Many emergency department (ED) patients in diabetic ketoacidosis (DKA) are admitted to an inpatient intensive care unit (ICU), while ICU capacity is under increasing strain. The Emergency Critical Care Center (EC3), a hybrid ED-ICU setting, opened with the goal of providing rapid initiation of ICU care in the ED.
We sought to evaluate the impact of an ED-ICU on disposition and safety outcomes for adult ED patients in DKA.

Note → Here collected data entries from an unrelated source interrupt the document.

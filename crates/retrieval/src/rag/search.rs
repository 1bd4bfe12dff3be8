//! Multi-query vector search.
//!
//! The question is rewritten into a few keyword-dense variants, each variant
//! runs its own nearest-neighbour search over the user's filtered records,
//! and the per-variant lists are merged in variant order with duplicates
//! removed.

use crate::embeddings::EmbeddingProvider;
use crate::store::EmbeddingStore;
use crate::types::{Candidate, SearchFilters, UserId};
use shelf_core::{AppError, AppResult};
use shelf_llm::{LlmClient, LlmRequest};
use shelf_prompt::{build_prompt, PromptDefinition};
use std::collections::{HashMap, HashSet};
use std::sync::Arc;

const REWRITE_TEMPERATURE: f32 = 0.3;
const REWRITE_MAX_TOKENS: u32 = 200;

/// Rewrites questions and fans them out over the embedding store.
pub struct MultiQuerySearch {
    llm: Arc<dyn LlmClient>,
    model: String,
    embedder: Arc<dyn EmbeddingProvider>,
    store: Arc<dyn EmbeddingStore>,
    prompt: PromptDefinition,
    fan_out: usize,
    over_retrieve: usize,
}

impl MultiQuerySearch {
    pub fn new(
        llm: Arc<dyn LlmClient>,
        model: impl Into<String>,
        embedder: Arc<dyn EmbeddingProvider>,
        store: Arc<dyn EmbeddingStore>,
        prompt: PromptDefinition,
    ) -> Self {
        Self {
            llm,
            model: model.into(),
            embedder,
            store,
            prompt,
            fan_out: 3,
            over_retrieve: 12,
        }
    }

    /// Maximum number of variants searched.
    pub fn with_fan_out(mut self, fan_out: usize) -> Self {
        self.fan_out = fan_out.max(1);
        self
    }

    /// Nearest neighbours fetched per variant.
    pub fn with_over_retrieve(mut self, over_retrieve: usize) -> Self {
        self.over_retrieve = over_retrieve.max(1);
        self
    }

    /// Search the user's records for a question.
    ///
    /// Returns deduplicated candidates in variant order. An empty base set
    /// returns immediately without calling the language model.
    pub async fn search(
        &self,
        user_id: UserId,
        question: &str,
        filters: &SearchFilters,
    ) -> AppResult<Vec<Candidate>> {
        let base = self.store.count_candidates(user_id, filters)?;
        if base == 0 {
            tracing::info!(
                "No records match filters [{}], skipping search",
                filters.describe()
            );
            return Ok(Vec::new());
        }

        let variants = self.rewrite(question, filters).await;
        tracing::debug!("Searching {} variants: {:?}", variants.len(), variants);

        let searches = variants
            .iter()
            .map(|variant| self.search_variant(user_id, variant, filters));
        let results = futures::future::join_all(searches).await;

        let mut lists = Vec::with_capacity(results.len());
        let mut failures = Vec::new();
        for (variant, result) in variants.iter().zip(results) {
            match result {
                Ok(candidates) => lists.push(candidates),
                Err(e) => {
                    tracing::warn!("Variant '{}' failed: {}", variant, e);
                    failures.push(e);
                }
            }
        }

        if lists.is_empty() {
            let reason = failures
                .first()
                .map(|e| e.to_string())
                .unwrap_or_else(|| "no variants".to_string());
            return Err(AppError::RetrievalUnavailable(format!(
                "All {} search variants failed: {}",
                variants.len(),
                reason
            )));
        }

        let merged = dedupe(lists);
        tracing::info!(
            "Multi-query search: {} variants, {} unique candidates (base set {})",
            variants.len(),
            merged.len(),
            base
        );
        Ok(merged)
    }

    /// Rewrite the question into search variants.
    ///
    /// Never fails: a model error or an empty reply falls back to the
    /// original question as the only variant.
    pub async fn rewrite(&self, question: &str, filters: &SearchFilters) -> Vec<String> {
        match self.request_variants(question, filters).await {
            Ok(variants) if !variants.is_empty() => variants,
            Ok(_) => {
                tracing::warn!("Rewrite returned no variants, using the original question");
                vec![question.to_string()]
            }
            Err(e) => {
                tracing::warn!("Rewrite failed, using the original question: {}", e);
                vec![question.to_string()]
            }
        }
    }

    async fn request_variants(
        &self,
        question: &str,
        filters: &SearchFilters,
    ) -> AppResult<Vec<String>> {
        let mut variables = HashMap::new();
        variables.insert("question".to_string(), question.to_string());
        variables.insert("count".to_string(), self.fan_out.to_string());
        variables.insert("filters".to_string(), filters.describe());

        let built = build_prompt(&self.prompt, variables)?;

        let mut request = LlmRequest::new(built.user, &self.model)
            .with_temperature(REWRITE_TEMPERATURE)
            .with_max_tokens(REWRITE_MAX_TOKENS);
        if let Some(system) = built.system {
            request = request.with_system(system);
        }

        let response = self.llm.complete(&request).await?;
        Ok(parse_variants(&response.content, self.fan_out))
    }

    async fn search_variant(
        &self,
        user_id: UserId,
        variant: &str,
        filters: &SearchFilters,
    ) -> AppResult<Vec<Candidate>> {
        let vector = self.embedder.embed(variant).await?;
        self.store
            .nearest(user_id, filters, &vector, self.over_retrieve)
    }
}

/// Split model output into at most `limit` distinct query lines.
pub fn parse_variants(output: &str, limit: usize) -> Vec<String> {
    let mut seen = HashSet::new();

    output
        .lines()
        .map(clean_line)
        .filter(|line| !line.is_empty() && !line.ends_with(':'))
        .filter(|line| seen.insert(line.to_lowercase()))
        .take(limit)
        .collect()
}

fn clean_line(line: &str) -> String {
    let mut text = line.trim();

    // Bullets: "-", "*", "•"
    text = text.trim_start_matches(['-', '*', '\u{2022}']).trim_start();

    // Numbering: "1.", "2)", "3 -"
    let digits = text.chars().take_while(|c| c.is_ascii_digit()).count();
    if digits > 0 {
        let rest = &text[digits..];
        if let Some(stripped) = rest
            .strip_prefix('.')
            .or_else(|| rest.strip_prefix(')'))
            .or_else(|| rest.strip_prefix(" -"))
        {
            text = stripped.trim_start();
        }
    }

    text.trim_matches(['"', '\'', '`', '\u{201c}', '\u{201d}'])
        .trim()
        .to_string()
}

/// Concatenate lists in order, keeping the first occurrence of each record.
pub fn dedupe(lists: Vec<Vec<Candidate>>) -> Vec<Candidate> {
    let mut seen = HashSet::new();
    let mut merged: Vec<Candidate> = lists.into_iter().flatten().collect();
    merged.retain(|candidate| seen.insert(candidate.record.id));
    merged
}
//! Retrieval planning: recency short-circuit or semantic search.

use crate::rules::QueryRules;
use crate::types::{ReadingStatus, SearchFilters};
use serde::Serialize;

/// Status assumed by a recency question that names none.
pub const DEFAULT_RECENCY_STATUS: ReadingStatus = ReadingStatus::Read;

/// How context is gathered for a question.
#[derive(Debug, Clone, PartialEq, Serialize)]
#[serde(tag = "path", rename_all = "snake_case")]
pub enum RetrievalPlan {
    /// Most recently updated records with this status; no vector search.
    Recency { status: ReadingStatus },

    /// Multi-query vector search over the filtered records.
    Semantic { filters: SearchFilters },
}

/// Classifies questions with a [`QueryRules`] table.
#[derive(Debug, Clone, Default)]
pub struct RetrievalPlanner {
    rules: QueryRules,
}

impl RetrievalPlanner {
    pub fn new(rules: QueryRules) -> Self {
        Self { rules }
    }

    pub fn rules(&self) -> &QueryRules {
        &self.rules
    }

    /// Choose the retrieval path for a question.
    pub fn plan(&self, question: &str) -> RetrievalPlan {
        let status = self.rules.match_status(question);

        if self.rules.is_recency(question) {
            return RetrievalPlan::Recency {
                status: status.unwrap_or(DEFAULT_RECENCY_STATUS),
            };
        }

        let mut filters = SearchFilters::new();
        if let Some(status) = status {
            filters = filters.with_status(status);
        }
        if let Some(genre) = self.rules.match_genre(question) {
            let aliases = self.rules.genre_aliases(&genre);
            filters = filters.with_genre(genre).with_genre_aliases(aliases);
        }

        RetrievalPlan::Semantic { filters }
    }
}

This was a retrospective pre–post cohort of ED visits from 2012–2018 at a single academic medical center. Adult ED patients in DKA (pH < 7.30, HCO3 < 18 mEq/L, anion gap > 14, and glucose > 250 mg/dL) immediately before (pre-EC3) and after (post-EC3) opening of an ED-ICU were identified. ED disposition and safety data were collected and analyzed.
We identified 631 patient encounters: 217 pre-EC3 and 414 post-EC3. Baseline demographics were similar between cohorts. Fewer patients in the post-EC3 cohort were admitted to an ICU (11.6% vs. 23.5%, p < 0.001, number needed to treat [NNT] = 8) or general floor bed (58.0% vs. 73.3%, p < 0.001, NNT = 6), and more were discharged from the ED (27.1% vs. 1.4%, p < 0.001, NNT = 4). Rates of hypokalemia (10.1% vs. 6.0%, p = 0.08) and admission to non-ICU with transfer to ICU within 24 h (0.5% vs. 0%, p = 0.30) did not differ.
Management of patients with DKA in an ED-ICU was associated with decreased ICU and hospital utilization with similar safety outcomes. Managing rapidly reversible critical illnesses in an ED-ICU may help obviate increasing strain facing many health care systems.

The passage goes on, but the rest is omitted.